Two more cases were confirmed on 14 May, one being a Russian university student, and the other being a serviceman from Dagestan stationed in Gudauta, bringing the total to 17. On 17 May, a family of three tested positive for the virus in Sokhumi, bringing the total to 20. On 19 May, four more people tested positive, all Russian students who had recently returned to Abkhazia, bringing the total to 24. On 20 May, one more case was confirmed in a cadet at a Russian military academy, bringing the total to 25. On 22 May, three more cases were confirmed, all in cadets from Russian military academies, bringing the total to 28.

=== June 2020 ===
As of 9 June, 36 cases had been identified, eight of which had been hospitalized.

=== August 2020 ===
The closure of the border with Russia had huge economic repercussions due to the loss of tourism. On August 1, the Abkhaz government re-opened the border to Russia. In the following weeks, the infection rate rose from 32 in late July to 121 on August 18.

=== September 2020 ===
As of 17 September, a total of 782 people in Abkhazia had been infected with COVID-19 and 7 had died.

=== October 2020 ===
In October, Abkhaz Defence Minister Vladimir Anua asked Russia to deploy a military field hospital in Abkhazia in order to cope with the pandemic. The request was granted.

=== November 2020 ===
During his visit in Moscow, Abkhaz president Aslan Bzhania met with Hazret Sovmen, the former president of the Republic of Adygea. Sovmen promised Bzhania 50 million rubles ($631,000) to Abkhazia to fight the coronavirus.

=== December 2020 ===
During another visit in Moscow, Abkhaz president Aslan Bzhania secured the sending of a batch of the Russian vaccine Sputnik V to Abkhazia.

=== January 2021 ===
In January 2021, five hundred doses of the two-dose Sputnik V COVID-19 vaccine have been delivered to a Russian military base in Abkhazia.

=== February 2021 ===
In early February, a deputy of the People's Assembly of Abkhazia announced, that Sputnik V is expected to arrive in Abkhazia in February or March 2021.

== Response ==
Abkhazia is a disputed territory in the South Caucasus, recognised by Russia and a few other countries as an independent state, but regarded by most international actors as part of Georgia, which considers the area—together with fellow breakaway entity South Ossetia—as Russian-occupied territory. Early in the pandemic, senior Georgian government officials called on the WHO and other international organisations to provide support to people living in the two breakaways. They said Georgia would not block movement to and from the regions. Unlike South Ossetia, Abkhazia cooperated to a degree with Georgia, allowing dozens of people to make use of medical services in the Tbilisi-controlled territory, and with international organisations, with the UN Development Programme providing much-needed basic medical supplies and sanitisers. Russia supplied some 500 COVID-19 test kits and sent soldiers to support disinfection of public places. A curfew was in place for nearly a month but was eased late in April 2020.

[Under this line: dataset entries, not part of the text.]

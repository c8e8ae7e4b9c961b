//! Fjall-based storage for serac.
//!
//! Each storage area is its own database directory so raw block storage
//! stays separable from indexed state:
//!
//! ```text
//! data/{network_id}/blocks/{p|x|c}/   raw payloads + latest marker
//! data/{network_id}/utxos/            records, spend index, address index
//! data/{network_id}/rpc_cache/        forever-cached RPC responses
//! data/{network_id}/{indexer}/        one bucket per domain indexer
//! ```
//!
//! All multi-byte integers in keys are big-endian for correct lexicographic
//! ordering. Batches commit with sync durability: a committed watermark
//! implies every write that preceded it in the batch.

use std::path::Path;

use fjall::{Database, Keyspace, KeyspaceCreateOptions};

use serac_core::StoreError;

pub mod blocks;
pub mod bucket;
pub mod cache;
pub mod keys;
pub mod utxo;

pub use blocks::BlockStore;
pub use bucket::Bucket;
pub use cache::RpcCache;
pub use utxo::UtxoStore;

/// Default cache size in MB per database
const DEFAULT_CACHE_SIZE_MB: usize = 64;

#[derive(Debug, thiserror::Error)]
pub enum Error {
    #[error("fjall error: {0}")]
    Fjall(#[from] fjall::Error),

    #[error("codec error: {0}")]
    Codec(String),

    #[error("lock poisoned")]
    LockPoisoned,
}

impl From<Error> for StoreError {
    fn from(error: Error) -> Self {
        match error {
            Error::Codec(x) => StoreError::Codec(x),
            other => StoreError::Engine(other.to_string()),
        }
    }
}

pub(crate) fn open_database(path: &Path, cache_mb: Option<usize>) -> Result<Database, Error> {
    let cache_bytes = (cache_mb.unwrap_or(DEFAULT_CACHE_SIZE_MB) * 1024 * 1024) as u64;

    let db = Database::builder(path).cache_size(cache_bytes).open()?;

    Ok(db)
}

pub(crate) fn open_keyspace(db: &Database, name: &str) -> Result<Keyspace, Error> {
    let keyspace = db.keyspace(name, KeyspaceCreateOptions::default)?;
    Ok(keyspace)
}
//! Daemon configuration blocks, deserialized from `serac.toml` plus env
//! overrides by the root crate.

use serde::{Deserialize, Serialize};

#[derive(Debug, Clone, Serialize, Deserialize)]
pub struct StorageConfig {
    /// Directory where to find storage. Chain data lands under
    /// `{path}/{network_id}/...`.
    pub path: std::path::PathBuf,

    /// Size (in Mb) of memory allocated for block cache
    pub cache: Option<usize>,
}

impl Default for StorageConfig {
    fn default() -> Self {
        Self {
            path: std::path::PathBuf::from("data"),
            cache: None,
        }
    }
}

/// Node RPC endpoints, one base url per chain.
#[derive(Debug, Clone, Serialize, Deserialize)]
pub struct UpstreamConfig {
    pub p_chain_url: String,
    pub x_chain_url: String,
    pub c_chain_url: String,
}

#[derive(Debug, Clone, Serialize, Deserialize)]
pub struct SyncConfig {
    /// Blocks fetched in parallel per store batch
    pub fetch_batch_size: Option<usize>,

    /// Blocks handed to each indexer per processing batch
    pub run_batch_size: Option<usize>,

    /// Sequential tx index of the X-chain Cortina transition: entries below
    /// it live in the tx log, heights after it in linear blocks
    pub cortina_transition_index: u64,

    /// First C-chain height with ApricotPhase5 framing; `None` means the
    /// whole history is post-AP5
    pub ap5_height: Option<u64>,

    /// Path to the pre-Cortina timestamp archive; required when the
    /// pre-Cortina stage has transactions left to drain
    pub timestamp_archive: Option<std::path::PathBuf>,
}

pub const DEFAULT_FETCH_BATCH: usize = 10;
pub const DEFAULT_RUN_BATCH: usize = 100;

impl SyncConfig {
    pub fn fetch_batch(&self) -> usize {
        self.fetch_batch_size.unwrap_or(DEFAULT_FETCH_BATCH).max(1)
    }

    pub fn run_batch(&self) -> usize {
        self.run_batch_size.unwrap_or(DEFAULT_RUN_BATCH).max(1)
    }
}

#[derive(Debug, Clone, Default, Serialize, Deserialize)]
pub struct LoggingConfig {
    /// `error` | `warn` | `info` | `debug` | `trace`
    pub max_level: Option<String>,
}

According to the International Crisis Group, the situation in Abkhazia presents several vulnerabilities. Abkhazia suffers from weak infrastructure and underequipped medical facilities, lacks medical professionals and has an ageing population, with nearly 20% of residents over 60 years of age. Nearly 80% of medical personnel are themselves at high risk, being in their 60s or older.